Now I'm wondering if natural sea salt is safe to use? Has anyone tried it and had bad out comes?


----------



## MyRainbowBettaFish (May 9, 2012)

i only use AQ salt and for heavier diseases i use epsom salt


----------



## Option (Oct 20, 2012)

AQ sale is just another way to make money off of the uninformed fish hobbyist. If you have regular table salt (minus the iodine) then it will be just fine. 

Epsom salt though, is not the same.


----------



## Krys (Jul 28, 2009)

But what about natural sea salt?


----------



## Shadyr (Mar 27, 2012)

AQ salt = chunky non-iodized normal salt.
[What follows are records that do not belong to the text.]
use std::collections::BTreeSet;

use crate::config::MatchConfig;
use crate::model::{CanonicalInvoice, CanonicalStatementLine, MatchPair};
use crate::normalize::{
    amounts_exact, amounts_within_tolerance, comparison_scale, date_offset, dates_within,
    doc_family, normalize_doc_number,
};
use crate::pool::Pool;

// ---------------------------------------------------------------------------
// Passes
// ---------------------------------------------------------------------------

/// The matching cascade, strictest first.
#[derive(Debug, Clone, Copy, PartialEq, Eq, PartialOrd, Ord, Hash)]
pub enum Pass {
    StrictExact,
    DateTolerance,
    FuzzyDoc,
    AmountTolerance,
    Group,
}

impl Pass {
    pub const ALL: [Pass; 5] = [
        Self::StrictExact,
        Self::DateTolerance,
        Self::FuzzyDoc,
        Self::AmountTolerance,
        Self::Group,
    ];

    pub fn number(&self) -> u8 {
        match self {
            Self::StrictExact => 1,
            Self::DateTolerance => 2,
            Self::FuzzyDoc => 3,
            Self::AmountTolerance => 4,
            Self::Group => 5,
        }
    }

    pub fn name(&self) -> &'static str {
        match self {
            Self::StrictExact => "strict_exact",
            Self::DateTolerance => "date_tolerance",
            Self::FuzzyDoc => "fuzzy_doc",
            Self::AmountTolerance => "amount_tolerance",
            Self::Group => "group",
        }
    }

    /// Passes that run under `config`, in execution order.
    pub fn enabled(config: &MatchConfig) -> Vec<Pass> {
        Self::ALL
            .into_iter()
            .filter(|p| *p != Self::Group || config.allow_partial)
            .collect()
    }

    fn rule_description(&self, config: &MatchConfig) -> String {
        match self {
            Self::StrictExact => "exact doc+amount+date".into(),
            Self::DateTolerance => format!(
                "exact doc+amount, date within {} days",
                config.date_tolerance_days
            ),
            Self::FuzzyDoc => "normalized doc+exact amount, date ignored".into(),
            Self::AmountTolerance => format!(
                "exact doc, amount within tolerance (abs {}, pct {})",
                config.amount_tolerance_abs, config.amount_tolerance_pct
            ),
            Self::Group => "group sum".into(),
        }
    }
}

// ---------------------------------------------------------------------------
// Context
// ---------------------------------------------------------------------------

/// Canonical inputs plus keys derived from them once per run.
pub struct MatchContext<'a> {
    pub lines: &'a [CanonicalStatementLine],
    pub invoices: &'a [CanonicalInvoice],
    pub config: &'a MatchConfig,
    pub line_docs: Vec<String>,
    pub invoice_docs: Vec<String>,
    pub line_families: Vec<String>,
    pub invoice_families: Vec<String>,
}

impl<'a> MatchContext<'a> {
    pub fn new(
        lines: &'a [CanonicalStatementLine],
        invoices: &'a [CanonicalInvoice],
        config: &'a MatchConfig,
    ) -> Self {
        Self {
            lines,
            invoices,
            config,
            line_docs: lines.iter().map(|l| normalize_doc_number(&l.doc_number)).collect(),
            invoice_docs: invoices.iter().map(|i| normalize_doc_number(&i.doc_number)).collect(),
            line_families: lines.iter().map(|l| doc_family(&l.doc_number)).collect(),
            invoice_families: invoices.iter().map(|i| doc_family(&i.doc_number)).collect(),
        }
    }

    pub(crate) fn pair(
        &self,
        line: usize,
        invoice: usize,
        pass: Pass,
        rule_description: String,
        group_id: Option<String>,
        amount_delta: rust_decimal::Decimal,
    ) -> MatchPair {
        let l = &self.lines[line];
        let inv = &self.invoices[invoice];
        MatchPair {
            statement_line_id: l.id.clone(),
            invoice_id: inv.id.clone(),
            pass_number: pass.number(),
            rule_description,
            group_id,
            amount_delta,
            date_offset_days: date_offset(l.date, inv.invoice_date),
        }
    }
}

/// Everything the passes produce besides the shrinking pools.
#[derive(Debug, Default)]
pub struct PassTrace {
    pub matches: Vec<MatchPair>,
    /// (line, invoice) positions that satisfied a pass predicate except for
    /// currency. Never matched; reported as currency mismatches.
    pub currency_conflicts: BTreeSet<(usize, usize)>,
    pub groups_formed: usize,
}

// ---------------------------------------------------------------------------
// Pairwise predicates (passes 1-4)
// ---------------------------------------------------------------------------

#[derive(Debug, Clone, Copy, PartialEq, Eq)]
pub enum Verdict {
    Match,
    /// Would match if the currencies agreed.
    CurrencyOnly,
    Reject,
}

pub fn evaluate(pass: Pass, ctx: &MatchContext<'_>, line: usize, invoice: usize) -> Verdict {
    let doc = &ctx.line_docs[line];
    if doc.is_empty() || *doc != ctx.invoice_docs[invoice] {
        return Verdict::Reject;
    }

    let l = &ctx.lines[line];
    let inv = &ctx.invoices[invoice];
    let config = ctx.config;
    let exact = || {
        amounts_exact(
            l.amount,
            inv.total_amount,
            comparison_scale(&l.currency, &inv.currency),
        )
    };

    let admitted = match pass {
        Pass::StrictExact => {
            l.date.is_some() && inv.invoice_date.is_some() && l.date == inv.invoice_date && exact()
        }
        Pass::DateTolerance => {
            exact() && dates_within(l.date, inv.invoice_date, config.date_tolerance_days)
        }
        Pass::FuzzyDoc => exact(),
        Pass::AmountTolerance => amounts_within_tolerance(
            l.amount,
            inv.total_amount,
            config.amount_tolerance_abs,
            config.amount_tolerance_pct,
        ),
        Pass::Group => false,
    };

    if !admitted {
        Verdict::Reject
    } else if l.currency != inv.currency {
        Verdict::CurrencyOnly
    } else {
        Verdict::Match
    }
}

/// Run one pairwise pass: each remaining line (input order) claims the
/// first remaining invoice (input order) the pass admits.
pub fn run_pairwise_pass(
    pass: Pass,
    ctx: &MatchContext<'_>,
    lines: &mut Pool,
    invoices: &mut Pool,
    trace: &mut PassTrace,
) {
    debug_assert!(pass != Pass::Group, "group pass is not pairwise");
    let description = pass.rule_description(ctx.config);

    for li in lines.indices() {
        let mut claimed = None;
        for ii in invoices.iter() {
            match evaluate(pass, ctx, li, ii) {
                Verdict::Match => {
                    claimed = Some(ii);
                    break;
                }
                Verdict::CurrencyOnly => {
                    trace.currency_conflicts.insert((li, ii));
                }
                Verdict::Reject => {}
            }
        }

        if let Some(ii) = claimed {
            lines.take(li);
            invoices.take(ii);
            let delta = ctx.lines[li].amount - ctx.invoices[ii].total_amount;
            trace
                .matches
                .push(ctx.pair(li, ii, pass, description.clone(), None, delta));
        }
    }
}

#[cfg(test)]
mod tests {
    use super::*;
    use chrono::NaiveDate;
    use rust_decimal::Decimal;
    use std::str::FromStr;

    fn line(id: &str, doc: &str, amount: &str, cur: &str, date: Option<&str>) -> CanonicalStatementLine {
        CanonicalStatementLine {
            id: id.into(),
            doc_number: doc.into(),
            amount: Decimal::from_str(amount).unwrap(),
            currency: cur.into(),
            date: date.map(|d| NaiveDate::parse_from_str(d, "%Y-%m-%d").unwrap()),
        }
    }

    fn inv(id: &str, doc: &str, amount: &str, cur: &str, date: Option<&str>) -> CanonicalInvoice {
        CanonicalInvoice {
            id: id.into(),
            doc_number: doc.into(),
            total_amount: Decimal::from_str(amount).unwrap(),
            currency: cur.into(),
            invoice_date: date.map(|d| NaiveDate::parse_from_str(d, "%Y-%m-%d").unwrap()),
            vendor_id: None,
            company_id: None,
        }
    }

    fn run_pass(
        pass: Pass,
        lines: &[CanonicalStatementLine],
        invoices: &[CanonicalInvoice],
        config: &MatchConfig,
    ) -> (PassTrace, Pool, Pool) {
        let ctx = MatchContext::new(lines, invoices, config);
        let mut lp = Pool::new(lines.len());
        let mut ip = Pool::new(invoices.len());
        let mut trace = PassTrace::default();
        run_pairwise_pass(pass, &ctx, &mut lp, &mut ip, &mut trace);
        (trace, lp, ip)
    }

    #[test]
    fn enabled_passes_gate_group() {
        let mut config = MatchConfig::default();
        assert_eq!(Pass::enabled(&config).len(), 4);
        assert!(!Pass::enabled(&config).contains(&Pass::Group));
        config.allow_partial = true;
        assert_eq!(Pass::enabled(&config), Pass::ALL.to_vec());
    }

    #[test]
    fn strict_exact_requires_dates() {
        let config = MatchConfig::default();
        let lines = [line("l1", "INV-001", "1000.00", "USD", None)];
        let invoices = [inv("i1", "INV-001", "1000.00", "USD", Some("2025-01-01"))];
        let ctx = MatchContext::new(&lines, &invoices, &config);
        assert_eq!(evaluate(Pass::StrictExact, &ctx, 0, 0), Verdict::Reject);
        assert_eq!(evaluate(Pass::DateTolerance, &ctx, 0, 0), Verdict::Reject);
        assert_eq!(evaluate(Pass::FuzzyDoc, &ctx, 0, 0), Verdict::Match);
    }

    #[test]
    fn date_tolerance_window() {
        let config = MatchConfig::default();
        let lines = [
            line("l1", "INV-002", "10", "USD", Some("2025-01-08")),
            line("l2", "INV-002", "10", "USD", Some("2025-01-10")),
        ];
        let invoices = [inv("i1", "INV-002", "10", "USD", Some("2025-01-01"))];
        let ctx = MatchContext::new(&lines, &invoices, &config);
        assert_eq!(evaluate(Pass::DateTolerance, &ctx, 0, 0), Verdict::Match);
        assert_eq!(evaluate(Pass::DateTolerance, &ctx, 1, 0), Verdict::Reject);
    }

    #[test]
    fn empty_doc_never_matches() {
        let config = MatchConfig::default();
        let lines = [line("l1", "", "10", "USD", Some("2025-01-01"))];
        let invoices = [inv("i1", "", "10", "USD", Some("2025-01-01"))];
        let ctx = MatchContext::new(&lines, &invoices, &config);
        for pass in [Pass::StrictExact, Pass::DateTolerance, Pass::FuzzyDoc, Pass::AmountTolerance] {
            assert_eq!(evaluate(pass, &ctx, 0, 0), Verdict::Reject);
        }
    }

    #[test]
    fn amount_tolerance_admits_small_delta() {
        let config = MatchConfig::default();
        let lines = [line("l1", "INV-9", "1000.80", "USD", None)];
        let invoices = [inv("i1", "inv9", "1000.00", "USD", None)];
        let ctx = MatchContext::new(&lines, &invoices, &config);
        assert_eq!(evaluate(Pass::FuzzyDoc, &ctx, 0, 0), Verdict::Reject);
        assert_eq!(evaluate(Pass::AmountTolerance, &ctx, 0, 0), Verdict::Match);
    }

    #[test]
    fn first_invoice_in_input_order_wins() {
        let config = MatchConfig::default();
        let lines = [line("l1", "INV-5", "50", "USD", None)];
        let invoices = [
            inv("i1", "INV-4", "50", "USD", None),
            inv("i2", "INV-5", "50", "USD", None),
            inv("i3", "INV-005", "50", "USD", None),
        ];
        let (trace, lp, ip) = run_pass(Pass::FuzzyDoc, &lines, &invoices, &config);
        assert_eq!(trace.matches.len(), 1);
        assert_eq!(trace.matches[0].invoice_id, "i2");
        assert_eq!(trace.matches[0].pass_number, 3);
        assert!(lp.is_empty());
        assert_eq!(ip.indices(), vec![0, 2]);
    }

    #[test]
    fn matched_invoice_is_consumed() {
        let config = MatchConfig::default();
        let lines = [
            line("l1", "INV-7", "70", "USD", None),
            line("l2", "INV-7", "70", "USD", None),
        ];
        let invoices = [inv("i1", "INV-7", "70", "USD", None)];
        let (trace, lp, ip) = run_pass(Pass::FuzzyDoc, &lines, &invoices, &config);
        assert_eq!(trace.matches.len(), 1);
        assert_eq!(trace.matches[0].statement_line_id, "l1");
        assert_eq!(lp.indices(), vec![1]);
        assert!(ip.is_empty());
    }

    #[test]
    fn currency_conflict_recorded_not_matched() {
        let config = MatchConfig::default();
        let lines = [line("l1", "INV-8", "80", "USD", None)];
        let invoices = [inv("i1", "INV-8", "80", "EUR", None)];
        let (trace, lp, ip) = run_pass(Pass::FuzzyDoc, &lines, &invoices, &config);
        assert!(trace.matches.is_empty());
        assert!(trace.currency_conflicts.contains(&(0, 0)));
        assert_eq!(lp.len(), 1);
        assert_eq!(ip.len(), 1);
    }

    #[test]
    fn pair_carries_delta_and_offset() {
        let config = MatchConfig::default();
        let lines = [line("l1", "INV-3", "100.50", "USD", Some("2025-02-03"))];
        let invoices = [inv("i1", "INV-3", "100.00", "USD", Some("2025-02-01"))];
        let (trace, _, _) = run_pass(Pass::AmountTolerance, &lines, &invoices, &config);
        let pair = &trace.matches[0];
        assert_eq!(pair.amount_delta, Decimal::from_str("0.50").unwrap());
        assert_eq!(pair.date_offset_days, Some(2));
        assert!(pair.group_id.is_none());
    }
}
Usually used for external things...ich, fin rot, missing scales.

Iodized salt = BAD

Epsom salt = usually used for internal things - parasites, bloating, SBD.

If the sea has any additives, scent, or extra chemicals, don't use it.


----------



## Option (Oct 20, 2012)

I have never heard of using sea salt before.... 

Epsom salt is used for treating certain disease (as mentioned above), whereas AQ salt is used as a prophylactic additive. I think too many hobbyists use AQ salt as a treatment when this is NOT one of its uses.


----------



## Myates (Aug 2, 2011)

AQ salt is a treatment, and works better that way than to be used as a preventative - bacteria, the fish itself, etc will become resistant/immune to the salt if over exposed.. along with risking the destruction of kidneys due to long exposure of the salt.. whereas it has been proven that AQ salt does kill off external parasites such as ich, does kill off fungus and does kill off bacteria.

It can be used as a preventative for open wounds when used for a short time - a few days.. but other than that, you don't want to use AQ salt unless specific treatment is needed. 

Based off of wet vets, people with decades of experience/research/experiments/etc have shown that AQ salt is better for treatment rather than preventative overall. 

Sea salt is fine to use as a treatment, same rules apply - dissolve before adding it in with fish, no longer than 10-14 days, etc.


----------



## Oldfishlady (Mar 1, 2010)

Sodium chloride.....salt, aquarium salt, table salt, sea salt, kosher salt....

Even the iodine in salt isn't harmful and can even be deficient in some case-making it beneficial in low dose-often found in many fish foods, additives...etc... Iodine in salt is really iodide.

Same with the other additive in table salt for clumping.....short term low doses are not harmful to salt tolerant fish, however, with any thing....excessive can be bad..........In a pinch I have used table salt without problems and still use it for hatching brine shrimp. With that said, I would only recommend table salt in an emergency when you didn't have a salt without additives on hand.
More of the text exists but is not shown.